Journal of Probability and Statistics
Volume 2009 (2009), Article ID 563281, 13 pages
doi:10.1155/2009/563281
Research Article

Recovering Decay Rates from Noisy Measurements with Maximum Entropy in the Mean

Facultad de Ciencias, Instituto de Estudios Superiores de Administración IESA, Universidad Central de Venezuela, Caracas 1010, DF, Venezuela

Received 5 December 2008; Revised 26 February 2009; Accepted 30 March 2009

Academic Editor: Nikolaos Limnios

Copyright © 2009 Henryk Gzyl and Enrique Ter Horst.
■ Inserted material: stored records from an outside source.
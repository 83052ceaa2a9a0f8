//! Outbound login redirect construction.

// self
use crate::{
	_prelude::*,
	config::ProviderConfig,
	obs::{self, Stage, StageOutcome, StageSpan},
	openid::{IDENTIFIER_SELECT, MODE_CHECKID_SETUP, OPENID_NS, keys},
};

/// Login redirect that starts the OpenID `checkid_setup` flow.
#[derive(Clone, Debug, PartialEq, Eq)]
pub struct AuthorizationRequest {
	/// Steam login endpoint, without query.
	pub endpoint: Url,
	/// Protocol parameters in the order they are appended.
	pub params: Vec<(&'static str, String)>,
}
impl AuthorizationRequest {
	/// Builds the redirect parameters for `config`.
	///
	/// No network call is made. The callback URL was validated when `config` was built, so
	/// construction cannot fail here.
	pub fn new(config: &ProviderConfig) -> Self {
		let _guard = StageSpan::new(Stage::Authorization, "build_request").entered();

		obs::record_stage_outcome(Stage::Authorization, StageOutcome::Attempt);

		let params = vec![
			(keys::NS, OPENID_NS.to_owned()),
			(keys::MODE, MODE_CHECKID_SETUP.to_owned()),
			(keys::RETURN_TO, config.return_to().to_owned()),
			(keys::REALM, config.realm().to_owned()),
			(keys::IDENTITY, IDENTIFIER_SELECT.to_owned()),
			(keys::CLAIMED_ID, IDENTIFIER_SELECT.to_owned()),
		];

		obs::record_stage_outcome(Stage::Authorization, StageOutcome::Success);

		Self { endpoint: config.endpoints().login.clone(), params }
	}

	/// Returns the value of a single protocol parameter.
	pub fn param(&self, key: &str) -> Option<&str> {
		self.params.iter().find(|(k, _)| *k == key).map(|(_, v)| v.as_str())
	}

	/// Fully-formed URL the end user should be redirected to.
	pub fn url(&self) -> Url {
		let mut url = self.endpoint.clone();
		let mut pairs = url.query_pairs_mut();

		for (key, value) in &self.params {
			pairs.append_pair(key, value);
		}

		drop(pairs);

		url
	}
}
This is an open access article distributed under the Creative Commons Attribution License, which permits unrestricted use, distribution, and reproduction in any medium, provided the original work is properly cited.

Abstract

We present a new method, based on the method of maximum entropy in the mean, which builds upon the standard method of maximum entropy, to improve the parametric estimation of a decay rate when the measurements are corrupted by large level of noise and, more importantly, when the number of measurements is small. The method is developed in the context on a concrete example: that of estimation of the parameter in an exponential distribution. We show how to obtain an estimator with the noise filtered out, and using simulated data, we compare the performance of our method with the Bayesian and maximum likelihood approaches.